Лодка была на полпути к острову. Тут наперерез ей со стороны бывшего детдома показалась еще одна плоскодонка с черным вытянутым носом. В ней сидели трое. Увидев Сороку и Алену, они зашевелились, о чем-то переговорили, потом один из них встал и, сложив руки рупором, протяжно закричал:
- Сорока-а! Мы-ы к тебе-е!
- Греби-и на Каменны-ый! - откликнулся тот.
Над озером аукнулось эхо и пошло гулять по сосновому бору, березовой роще.
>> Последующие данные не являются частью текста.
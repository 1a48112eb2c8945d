//! Policy trait and baseline implementations.

pub mod heuristic;
pub mod random;
pub mod trait_;

pub use heuristic::GreedyCollectPolicy;
pub use random::RandomPolicy;
pub use trait_::Policy;
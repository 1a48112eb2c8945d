//! Resolves discrete action selections into intents.

use log::debug;

use super::intent::{ActionSelection, Intent, Movement, NavigationGoal, ProbeRequest, Rotation};
use crate::config::ProbeConfig;
use crate::navigation::Navigator;
use crate::world::WorldSnapshot;

/// Maps a 5-slot [`ActionSelection`] to an [`Intent`] for one tick.
///
/// Slots 0 and 1 are decoded first. Navigation slots then overwrite the
/// component their steering decision asserts. When slots 3 and 4 are both
/// set, returning to base takes precedence and no target search runs.
#[derive(Debug, Clone, PartialEq)]
pub struct ActionDecoder {
    navigator: Navigator,
    probe: ProbeConfig,
}

impl ActionDecoder {
    /// Creates a decoder.
    pub fn new(navigator: Navigator, probe: ProbeConfig) -> Self {
        Self { navigator, probe }
    }

    pub fn navigator(&self) -> &Navigator {
        &self.navigator
    }

    /// Resolves the intent for `action` given the current snapshot.
    ///
    /// Out-of-range slot values act as that slot's no-op.
    ///
    /// # Arguments
    ///
    /// * `snapshot` - World state used for navigation and the probe origin
    /// * `action` - The policy's 5-slot selection
    pub fn decode(&self, snapshot: &WorldSnapshot, action: &ActionSelection) -> Intent {
        let mut intent = Intent {
            movement: decode_movement(action.forward_axis),
            rotation: decode_rotation(action.rotate_axis),
            effect_on: action.effect_axis == 1,
            ..Intent::default()
        };

        if action.go_to_base == 1 {
            intent.apply_steering(self.navigator.steer_to_base(snapshot));
            intent.navigation = Some(NavigationGoal::Base);
        } else if action.go_to_target == 1 {
            if let Some(target) = self.navigator.find_nearest_eligible_target(snapshot) {
                let command = self
                    .navigator
                    .steer_toward(&snapshot.agent().pose, target.position);
                intent.apply_steering(command);
                intent.navigation = Some(NavigationGoal::Target(target.handle));
            }
        }

        let agent = snapshot.agent();
        if intent.effect_on && !agent.frozen {
            intent.probe = Some(ProbeRequest {
                origin: agent.pose.position,
                direction: agent.pose.forward(),
                radius: self.probe.radius,
                range: self.probe.range,
            });
        }

        intent
    }
}

impl Default for ActionDecoder {
    fn default() -> Self {
        Self::new(Navigator::default(), ProbeConfig::default())
    }
}

fn decode_movement(axis: i32) -> Movement {
    match axis {
        0 => Movement::None,
        1 => Movement::Forward,
        2 => Movement::Backward,
        other => {
            debug!("Ignoring unknown forward axis value {}", other);
            Movement::None
        }
    }
}

fn decode_rotation(axis: i32) -> Rotation {
    match axis {
        0 => Rotation::None,
        1 => Rotation::Right,
        2 => Rotation::Left,
        other => {
            debug!("Ignoring unknown rotate axis value {}", other);
            Rotation::None
        }
    }
}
Тот, кто встал, помахал рукой - мол, понял, - и лодка взяла курс на остров.
- Кто это? - спросила Алена, глядя на черноносую лодку.
- Моя команда… - улыбнулся Сорока. - Вася Остроумов, Егор Лопатин… Одного ты знаешь - Федя Гриб!
- Твой лютый враг?
- Он перевоспитался, - улыбнулся Сорока.
- Ой, посмотри: что это такое? - показала на остров Алена. - Можно подумать, что республика возродилась!
Над соснами разноцветным роем взвились шары с привязанными к ним человечками, рыбами и еще какими-то непонятными знаками.
- Восемь, одиннадцать… тринадцать… Пятнадцать! Как красиво. Откуда их столько?
- Сережа забавляется, - сказал Сорока. - Видно, нашел наш тайник…
- Жалко отсюда уезжать, - вздохнула Алена. - А тебе, Президент?
Он не успел ответить: неподалеку от лодки с негромким всплеском упал лопнувший шар с человечком. Сорока подцепил его веслом, взял в руки и стал разглядывать.
- Мой личный знак, - с задумчивой грустью сказал он. - Стоило ему появиться в небе, я все бросал и мчался на остров.
- И меня бы бросил? - без улыбки спросила Алена. Она черпала пригоршней воду и пропускала ее сквозь пальцы. Сверкающие капли со звоном разбивались о воду.
- Тогда - да, а сейчас - нет! - сказал он.
Еще один синий шарик с рыбкой лопнул в небе и мягко, без всплеска упал в озеро - на этот раз немного дальше.
- Я хочу его взять на память, - сказала Алена.
Сорока молча направил лодку к съежившемуся шарику с картонной рыбкой.